++++ Information given

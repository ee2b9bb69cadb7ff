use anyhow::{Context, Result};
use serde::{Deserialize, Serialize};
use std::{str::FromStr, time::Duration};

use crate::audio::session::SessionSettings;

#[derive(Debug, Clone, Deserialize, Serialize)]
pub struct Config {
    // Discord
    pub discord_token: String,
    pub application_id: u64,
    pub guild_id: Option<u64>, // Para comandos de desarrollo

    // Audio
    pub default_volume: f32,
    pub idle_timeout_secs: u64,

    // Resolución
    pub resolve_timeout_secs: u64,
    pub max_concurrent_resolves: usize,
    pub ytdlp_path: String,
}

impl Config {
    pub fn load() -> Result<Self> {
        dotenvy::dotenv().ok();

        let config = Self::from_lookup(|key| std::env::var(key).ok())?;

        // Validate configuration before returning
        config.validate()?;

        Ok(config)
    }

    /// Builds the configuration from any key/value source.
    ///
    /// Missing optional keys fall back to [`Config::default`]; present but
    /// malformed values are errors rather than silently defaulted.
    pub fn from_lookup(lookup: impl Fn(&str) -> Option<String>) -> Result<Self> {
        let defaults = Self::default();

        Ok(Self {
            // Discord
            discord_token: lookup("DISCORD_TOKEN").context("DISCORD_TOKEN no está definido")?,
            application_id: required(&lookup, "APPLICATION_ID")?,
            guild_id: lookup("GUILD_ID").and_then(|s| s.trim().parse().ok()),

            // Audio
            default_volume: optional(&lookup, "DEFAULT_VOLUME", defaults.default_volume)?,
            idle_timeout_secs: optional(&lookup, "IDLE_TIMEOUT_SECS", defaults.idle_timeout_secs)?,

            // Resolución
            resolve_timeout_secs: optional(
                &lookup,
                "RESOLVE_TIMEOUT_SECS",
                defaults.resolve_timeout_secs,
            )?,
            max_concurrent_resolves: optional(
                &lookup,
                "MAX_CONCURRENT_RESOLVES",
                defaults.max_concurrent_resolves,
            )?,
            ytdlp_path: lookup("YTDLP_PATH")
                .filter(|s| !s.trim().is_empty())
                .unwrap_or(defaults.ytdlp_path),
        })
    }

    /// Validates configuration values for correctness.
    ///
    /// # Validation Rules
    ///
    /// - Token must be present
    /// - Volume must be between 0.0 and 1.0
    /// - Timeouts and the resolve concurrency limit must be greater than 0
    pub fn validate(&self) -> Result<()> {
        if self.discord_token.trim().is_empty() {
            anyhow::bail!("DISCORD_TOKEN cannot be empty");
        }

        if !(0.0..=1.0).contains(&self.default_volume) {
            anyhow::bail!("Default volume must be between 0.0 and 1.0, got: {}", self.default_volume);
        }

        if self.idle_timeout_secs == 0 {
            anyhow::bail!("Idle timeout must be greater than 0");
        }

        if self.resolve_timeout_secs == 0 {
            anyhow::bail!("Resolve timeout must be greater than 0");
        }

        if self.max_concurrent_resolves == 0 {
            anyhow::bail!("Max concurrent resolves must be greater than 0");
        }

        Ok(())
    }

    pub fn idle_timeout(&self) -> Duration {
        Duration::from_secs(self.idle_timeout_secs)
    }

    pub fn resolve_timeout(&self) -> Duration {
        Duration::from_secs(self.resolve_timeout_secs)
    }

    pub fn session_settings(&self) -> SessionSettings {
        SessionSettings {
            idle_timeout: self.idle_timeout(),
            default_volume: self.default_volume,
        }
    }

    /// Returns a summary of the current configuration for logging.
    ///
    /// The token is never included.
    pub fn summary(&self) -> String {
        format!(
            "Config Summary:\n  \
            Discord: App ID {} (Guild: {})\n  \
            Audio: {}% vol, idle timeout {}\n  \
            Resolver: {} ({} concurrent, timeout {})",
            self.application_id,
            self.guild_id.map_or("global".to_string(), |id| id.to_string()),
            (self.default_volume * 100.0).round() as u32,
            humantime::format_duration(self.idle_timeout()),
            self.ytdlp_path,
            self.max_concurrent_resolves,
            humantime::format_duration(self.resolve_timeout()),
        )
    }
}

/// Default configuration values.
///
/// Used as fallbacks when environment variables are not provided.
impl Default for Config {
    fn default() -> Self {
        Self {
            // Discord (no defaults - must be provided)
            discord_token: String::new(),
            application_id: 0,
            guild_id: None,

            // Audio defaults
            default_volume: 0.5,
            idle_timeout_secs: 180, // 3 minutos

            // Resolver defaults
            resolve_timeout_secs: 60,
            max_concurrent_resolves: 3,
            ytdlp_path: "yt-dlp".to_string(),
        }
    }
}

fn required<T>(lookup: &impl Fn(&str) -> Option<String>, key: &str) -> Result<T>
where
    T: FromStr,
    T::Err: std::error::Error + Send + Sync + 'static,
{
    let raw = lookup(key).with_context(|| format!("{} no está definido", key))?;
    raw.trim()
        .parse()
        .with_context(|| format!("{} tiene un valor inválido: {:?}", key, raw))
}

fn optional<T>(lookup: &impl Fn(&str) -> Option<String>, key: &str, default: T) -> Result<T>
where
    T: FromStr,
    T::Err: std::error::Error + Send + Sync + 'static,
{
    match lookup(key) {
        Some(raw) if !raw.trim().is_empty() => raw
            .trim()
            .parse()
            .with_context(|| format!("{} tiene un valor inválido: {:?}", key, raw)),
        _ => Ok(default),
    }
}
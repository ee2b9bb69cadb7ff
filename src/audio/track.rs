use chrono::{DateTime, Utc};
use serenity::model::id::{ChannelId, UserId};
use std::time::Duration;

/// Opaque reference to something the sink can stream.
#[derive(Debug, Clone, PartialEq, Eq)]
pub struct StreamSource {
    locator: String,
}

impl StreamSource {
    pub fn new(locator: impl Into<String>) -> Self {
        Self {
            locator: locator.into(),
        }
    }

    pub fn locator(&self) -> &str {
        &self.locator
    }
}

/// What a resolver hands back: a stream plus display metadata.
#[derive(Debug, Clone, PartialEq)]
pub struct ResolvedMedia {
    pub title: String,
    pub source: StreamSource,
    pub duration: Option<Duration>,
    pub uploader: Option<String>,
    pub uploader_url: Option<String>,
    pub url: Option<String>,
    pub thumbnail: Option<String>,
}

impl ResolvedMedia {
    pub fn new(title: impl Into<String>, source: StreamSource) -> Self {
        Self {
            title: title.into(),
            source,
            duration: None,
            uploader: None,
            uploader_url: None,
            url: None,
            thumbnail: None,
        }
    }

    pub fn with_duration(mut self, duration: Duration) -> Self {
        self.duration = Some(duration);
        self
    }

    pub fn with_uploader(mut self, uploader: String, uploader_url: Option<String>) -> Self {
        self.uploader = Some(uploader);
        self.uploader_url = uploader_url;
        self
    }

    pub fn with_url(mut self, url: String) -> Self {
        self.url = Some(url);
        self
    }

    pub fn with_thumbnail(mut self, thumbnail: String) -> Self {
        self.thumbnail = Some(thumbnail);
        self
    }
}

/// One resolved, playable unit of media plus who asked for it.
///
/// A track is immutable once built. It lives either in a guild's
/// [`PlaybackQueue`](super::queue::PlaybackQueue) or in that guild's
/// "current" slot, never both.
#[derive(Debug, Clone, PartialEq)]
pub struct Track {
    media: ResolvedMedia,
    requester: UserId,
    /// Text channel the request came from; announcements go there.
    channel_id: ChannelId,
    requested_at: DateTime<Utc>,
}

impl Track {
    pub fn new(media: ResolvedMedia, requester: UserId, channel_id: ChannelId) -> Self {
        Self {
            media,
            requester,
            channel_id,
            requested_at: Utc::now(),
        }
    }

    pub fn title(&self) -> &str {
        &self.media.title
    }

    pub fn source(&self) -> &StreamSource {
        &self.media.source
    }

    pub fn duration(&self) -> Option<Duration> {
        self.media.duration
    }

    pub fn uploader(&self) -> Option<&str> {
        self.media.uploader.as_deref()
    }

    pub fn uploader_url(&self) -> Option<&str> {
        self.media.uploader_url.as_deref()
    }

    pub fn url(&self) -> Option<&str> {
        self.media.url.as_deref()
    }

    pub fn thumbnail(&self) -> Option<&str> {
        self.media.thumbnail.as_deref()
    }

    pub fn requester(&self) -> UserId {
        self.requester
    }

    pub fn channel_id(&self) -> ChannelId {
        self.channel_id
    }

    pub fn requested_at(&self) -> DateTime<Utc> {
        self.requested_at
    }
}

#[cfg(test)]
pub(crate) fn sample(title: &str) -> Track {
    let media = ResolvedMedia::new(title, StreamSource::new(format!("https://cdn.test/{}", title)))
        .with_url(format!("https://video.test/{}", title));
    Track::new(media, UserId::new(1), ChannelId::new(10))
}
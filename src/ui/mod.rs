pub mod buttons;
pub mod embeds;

++++++++
++++ Information given

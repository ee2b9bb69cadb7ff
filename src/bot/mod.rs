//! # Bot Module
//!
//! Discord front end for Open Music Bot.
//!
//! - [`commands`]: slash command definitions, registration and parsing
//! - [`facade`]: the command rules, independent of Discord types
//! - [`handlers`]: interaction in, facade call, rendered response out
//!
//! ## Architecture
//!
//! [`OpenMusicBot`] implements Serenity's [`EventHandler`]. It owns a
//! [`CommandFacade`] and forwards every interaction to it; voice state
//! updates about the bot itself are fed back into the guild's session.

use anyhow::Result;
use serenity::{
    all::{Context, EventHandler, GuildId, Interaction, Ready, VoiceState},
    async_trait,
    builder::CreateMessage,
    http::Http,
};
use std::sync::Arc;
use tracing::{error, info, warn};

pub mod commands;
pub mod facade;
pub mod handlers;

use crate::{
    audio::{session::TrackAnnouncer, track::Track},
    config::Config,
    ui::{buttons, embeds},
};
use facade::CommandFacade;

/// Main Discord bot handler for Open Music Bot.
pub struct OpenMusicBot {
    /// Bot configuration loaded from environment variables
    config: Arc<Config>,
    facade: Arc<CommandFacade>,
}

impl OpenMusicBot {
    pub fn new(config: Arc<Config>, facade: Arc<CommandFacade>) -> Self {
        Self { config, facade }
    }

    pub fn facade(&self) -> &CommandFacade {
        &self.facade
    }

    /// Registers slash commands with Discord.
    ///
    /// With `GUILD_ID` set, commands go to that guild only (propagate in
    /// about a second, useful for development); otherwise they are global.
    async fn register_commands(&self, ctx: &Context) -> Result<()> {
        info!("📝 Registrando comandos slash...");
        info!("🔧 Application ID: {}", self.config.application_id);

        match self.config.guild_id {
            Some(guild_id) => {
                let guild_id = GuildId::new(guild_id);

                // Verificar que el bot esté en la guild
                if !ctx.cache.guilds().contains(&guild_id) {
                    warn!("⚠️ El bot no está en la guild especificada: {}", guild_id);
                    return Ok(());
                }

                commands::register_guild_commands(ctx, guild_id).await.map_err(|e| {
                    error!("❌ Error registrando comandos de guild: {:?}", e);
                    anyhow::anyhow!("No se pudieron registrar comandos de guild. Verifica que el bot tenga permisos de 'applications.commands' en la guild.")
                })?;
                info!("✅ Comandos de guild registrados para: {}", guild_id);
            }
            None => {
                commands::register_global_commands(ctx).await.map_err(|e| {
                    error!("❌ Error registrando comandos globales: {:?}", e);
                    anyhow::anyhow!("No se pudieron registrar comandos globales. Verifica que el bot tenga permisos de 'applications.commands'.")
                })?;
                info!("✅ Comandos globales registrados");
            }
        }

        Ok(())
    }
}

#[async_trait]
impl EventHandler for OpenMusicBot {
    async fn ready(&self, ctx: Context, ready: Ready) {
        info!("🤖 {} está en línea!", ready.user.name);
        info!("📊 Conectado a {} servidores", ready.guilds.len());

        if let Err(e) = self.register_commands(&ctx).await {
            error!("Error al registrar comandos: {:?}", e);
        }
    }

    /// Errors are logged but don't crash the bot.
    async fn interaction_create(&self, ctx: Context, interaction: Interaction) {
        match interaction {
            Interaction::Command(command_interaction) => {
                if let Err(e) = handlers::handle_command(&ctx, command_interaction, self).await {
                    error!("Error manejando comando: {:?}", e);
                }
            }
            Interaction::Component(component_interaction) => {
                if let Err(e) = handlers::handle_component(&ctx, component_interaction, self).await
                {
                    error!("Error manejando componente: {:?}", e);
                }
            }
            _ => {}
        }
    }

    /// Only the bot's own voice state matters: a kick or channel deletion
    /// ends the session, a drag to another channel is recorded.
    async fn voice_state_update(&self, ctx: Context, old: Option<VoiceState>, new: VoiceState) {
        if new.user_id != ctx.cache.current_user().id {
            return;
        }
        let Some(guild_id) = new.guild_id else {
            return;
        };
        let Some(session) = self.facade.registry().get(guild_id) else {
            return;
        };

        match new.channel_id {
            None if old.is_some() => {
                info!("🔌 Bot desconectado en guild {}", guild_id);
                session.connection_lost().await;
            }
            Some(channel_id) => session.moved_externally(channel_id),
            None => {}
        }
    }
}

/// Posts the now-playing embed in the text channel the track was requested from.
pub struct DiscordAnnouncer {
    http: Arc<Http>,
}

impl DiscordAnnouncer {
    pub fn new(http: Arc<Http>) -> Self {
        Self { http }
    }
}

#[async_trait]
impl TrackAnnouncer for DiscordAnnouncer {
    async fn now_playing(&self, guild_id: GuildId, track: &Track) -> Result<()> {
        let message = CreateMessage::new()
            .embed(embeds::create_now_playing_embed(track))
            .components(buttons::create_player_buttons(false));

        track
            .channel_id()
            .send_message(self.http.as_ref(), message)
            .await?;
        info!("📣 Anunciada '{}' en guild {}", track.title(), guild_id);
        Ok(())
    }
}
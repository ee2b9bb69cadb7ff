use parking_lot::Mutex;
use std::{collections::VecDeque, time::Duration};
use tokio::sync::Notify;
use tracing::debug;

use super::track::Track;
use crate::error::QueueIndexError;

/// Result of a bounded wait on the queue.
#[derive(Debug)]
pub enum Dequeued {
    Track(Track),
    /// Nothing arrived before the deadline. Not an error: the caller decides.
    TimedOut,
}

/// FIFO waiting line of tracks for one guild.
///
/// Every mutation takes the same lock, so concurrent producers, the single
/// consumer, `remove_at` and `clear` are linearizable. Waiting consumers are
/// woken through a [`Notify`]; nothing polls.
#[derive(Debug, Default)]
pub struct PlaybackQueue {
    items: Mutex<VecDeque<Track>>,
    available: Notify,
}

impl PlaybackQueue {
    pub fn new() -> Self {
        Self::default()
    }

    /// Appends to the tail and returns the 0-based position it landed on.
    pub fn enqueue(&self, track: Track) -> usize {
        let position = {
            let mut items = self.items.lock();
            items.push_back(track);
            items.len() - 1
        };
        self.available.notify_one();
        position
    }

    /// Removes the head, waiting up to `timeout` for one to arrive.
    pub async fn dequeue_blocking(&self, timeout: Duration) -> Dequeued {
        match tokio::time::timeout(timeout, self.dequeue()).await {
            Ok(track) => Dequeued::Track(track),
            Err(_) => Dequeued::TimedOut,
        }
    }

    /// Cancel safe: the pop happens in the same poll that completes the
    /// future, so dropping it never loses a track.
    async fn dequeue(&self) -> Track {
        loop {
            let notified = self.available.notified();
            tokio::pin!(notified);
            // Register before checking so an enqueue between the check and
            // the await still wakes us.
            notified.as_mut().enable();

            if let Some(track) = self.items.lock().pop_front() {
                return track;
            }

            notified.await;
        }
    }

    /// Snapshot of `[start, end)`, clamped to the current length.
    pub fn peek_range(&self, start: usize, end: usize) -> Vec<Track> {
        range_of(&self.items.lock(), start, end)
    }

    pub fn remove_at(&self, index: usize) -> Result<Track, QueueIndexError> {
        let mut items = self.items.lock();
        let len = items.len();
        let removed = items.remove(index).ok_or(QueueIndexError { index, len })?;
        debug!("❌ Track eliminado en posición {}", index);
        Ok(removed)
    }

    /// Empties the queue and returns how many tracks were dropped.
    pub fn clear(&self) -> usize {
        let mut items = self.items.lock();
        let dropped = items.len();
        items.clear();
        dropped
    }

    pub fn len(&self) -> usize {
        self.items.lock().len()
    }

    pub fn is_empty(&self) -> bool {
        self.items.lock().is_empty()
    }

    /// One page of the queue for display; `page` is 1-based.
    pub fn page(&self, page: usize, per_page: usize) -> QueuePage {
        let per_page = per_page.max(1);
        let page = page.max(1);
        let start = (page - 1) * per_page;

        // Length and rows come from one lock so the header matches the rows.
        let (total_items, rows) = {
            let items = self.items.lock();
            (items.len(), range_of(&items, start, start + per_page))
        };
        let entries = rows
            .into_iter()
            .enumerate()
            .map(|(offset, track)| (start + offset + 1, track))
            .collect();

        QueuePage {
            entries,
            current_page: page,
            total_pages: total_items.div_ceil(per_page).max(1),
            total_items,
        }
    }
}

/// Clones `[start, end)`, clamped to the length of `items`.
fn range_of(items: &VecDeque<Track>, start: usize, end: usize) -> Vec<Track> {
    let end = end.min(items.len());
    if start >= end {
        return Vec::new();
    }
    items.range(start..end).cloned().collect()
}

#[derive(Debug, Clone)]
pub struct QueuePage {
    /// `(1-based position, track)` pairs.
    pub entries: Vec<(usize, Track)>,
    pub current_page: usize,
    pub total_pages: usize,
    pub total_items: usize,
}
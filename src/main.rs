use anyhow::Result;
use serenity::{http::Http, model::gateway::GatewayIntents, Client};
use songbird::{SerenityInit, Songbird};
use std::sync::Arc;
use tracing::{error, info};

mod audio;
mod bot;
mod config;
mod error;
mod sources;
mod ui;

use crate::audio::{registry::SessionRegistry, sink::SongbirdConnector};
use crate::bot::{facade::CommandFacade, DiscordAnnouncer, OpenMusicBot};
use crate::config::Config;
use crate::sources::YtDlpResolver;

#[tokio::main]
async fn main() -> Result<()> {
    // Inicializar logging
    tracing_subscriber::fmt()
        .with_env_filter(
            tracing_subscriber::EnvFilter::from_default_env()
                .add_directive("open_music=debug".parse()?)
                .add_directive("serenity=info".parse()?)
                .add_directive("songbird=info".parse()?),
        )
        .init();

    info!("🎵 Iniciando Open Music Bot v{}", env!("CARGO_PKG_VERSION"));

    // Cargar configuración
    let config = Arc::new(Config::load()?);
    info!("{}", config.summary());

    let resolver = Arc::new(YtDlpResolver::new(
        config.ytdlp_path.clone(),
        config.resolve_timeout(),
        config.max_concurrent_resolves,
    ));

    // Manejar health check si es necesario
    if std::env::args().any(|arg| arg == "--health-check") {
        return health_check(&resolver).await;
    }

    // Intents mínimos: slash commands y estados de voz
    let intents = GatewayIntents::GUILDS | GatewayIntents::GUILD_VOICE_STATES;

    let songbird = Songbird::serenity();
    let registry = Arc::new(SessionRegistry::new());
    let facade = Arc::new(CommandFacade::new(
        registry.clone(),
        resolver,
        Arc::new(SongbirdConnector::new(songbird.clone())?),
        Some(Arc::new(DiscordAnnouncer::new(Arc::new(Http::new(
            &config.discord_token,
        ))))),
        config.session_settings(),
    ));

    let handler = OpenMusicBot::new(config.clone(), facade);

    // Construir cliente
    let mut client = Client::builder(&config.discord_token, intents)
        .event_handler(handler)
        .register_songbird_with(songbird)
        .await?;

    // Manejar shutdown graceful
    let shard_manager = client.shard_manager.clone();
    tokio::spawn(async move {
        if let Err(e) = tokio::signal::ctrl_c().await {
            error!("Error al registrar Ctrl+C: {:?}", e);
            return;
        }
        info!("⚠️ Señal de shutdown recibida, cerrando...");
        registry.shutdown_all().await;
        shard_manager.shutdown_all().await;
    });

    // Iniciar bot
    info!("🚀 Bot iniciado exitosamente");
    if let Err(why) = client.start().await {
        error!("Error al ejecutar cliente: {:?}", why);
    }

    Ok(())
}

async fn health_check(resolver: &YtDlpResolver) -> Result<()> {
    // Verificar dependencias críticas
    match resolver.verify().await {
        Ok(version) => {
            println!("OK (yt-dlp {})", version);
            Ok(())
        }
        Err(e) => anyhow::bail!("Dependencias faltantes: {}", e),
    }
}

++++++++
++++ Information given

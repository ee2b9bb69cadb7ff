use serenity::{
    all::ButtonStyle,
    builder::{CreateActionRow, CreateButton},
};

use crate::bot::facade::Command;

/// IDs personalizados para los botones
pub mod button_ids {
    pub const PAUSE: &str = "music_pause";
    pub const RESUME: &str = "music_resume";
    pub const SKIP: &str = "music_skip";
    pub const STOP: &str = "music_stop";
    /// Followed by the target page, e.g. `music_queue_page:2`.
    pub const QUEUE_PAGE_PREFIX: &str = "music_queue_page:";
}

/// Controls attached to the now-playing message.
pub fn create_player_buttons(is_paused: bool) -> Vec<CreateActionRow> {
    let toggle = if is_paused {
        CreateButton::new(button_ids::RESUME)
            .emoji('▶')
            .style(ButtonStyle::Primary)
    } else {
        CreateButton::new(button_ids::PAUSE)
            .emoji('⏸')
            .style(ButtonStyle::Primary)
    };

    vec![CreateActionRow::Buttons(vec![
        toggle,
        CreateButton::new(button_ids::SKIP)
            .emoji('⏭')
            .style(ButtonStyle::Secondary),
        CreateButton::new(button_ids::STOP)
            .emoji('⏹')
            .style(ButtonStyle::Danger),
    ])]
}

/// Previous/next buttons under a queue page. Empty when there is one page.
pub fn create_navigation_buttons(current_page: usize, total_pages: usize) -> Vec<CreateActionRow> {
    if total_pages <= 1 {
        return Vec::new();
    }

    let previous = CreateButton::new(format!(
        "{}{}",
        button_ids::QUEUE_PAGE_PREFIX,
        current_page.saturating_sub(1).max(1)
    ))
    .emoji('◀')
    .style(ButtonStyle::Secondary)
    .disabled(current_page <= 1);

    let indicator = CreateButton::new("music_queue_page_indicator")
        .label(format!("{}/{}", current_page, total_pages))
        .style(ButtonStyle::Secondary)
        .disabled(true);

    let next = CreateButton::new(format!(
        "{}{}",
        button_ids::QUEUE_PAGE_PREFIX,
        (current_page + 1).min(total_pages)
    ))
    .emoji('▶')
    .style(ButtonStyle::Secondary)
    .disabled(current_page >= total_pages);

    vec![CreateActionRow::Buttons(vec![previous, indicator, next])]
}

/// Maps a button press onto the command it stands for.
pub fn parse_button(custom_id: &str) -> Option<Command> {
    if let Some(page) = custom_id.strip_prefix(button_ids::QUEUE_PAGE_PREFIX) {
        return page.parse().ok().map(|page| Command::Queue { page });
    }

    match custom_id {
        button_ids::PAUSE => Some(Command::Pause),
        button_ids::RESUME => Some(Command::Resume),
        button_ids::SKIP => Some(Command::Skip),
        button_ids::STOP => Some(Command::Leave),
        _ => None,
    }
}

++++++++

* Activity
Go through the data above and copy each line that holds the word "ResolvedMedia".

* Written solution
pub struct ResolvedMedia {
impl ResolvedMedia {
    media: ResolvedMedia,
    pub fn new(media: ResolvedMedia, requester: UserId, channel_id: ChannelId) -> Self {
    let media = ResolvedMedia::new(title, StreamSource::new(format!("https://cdn.test/{}", title)))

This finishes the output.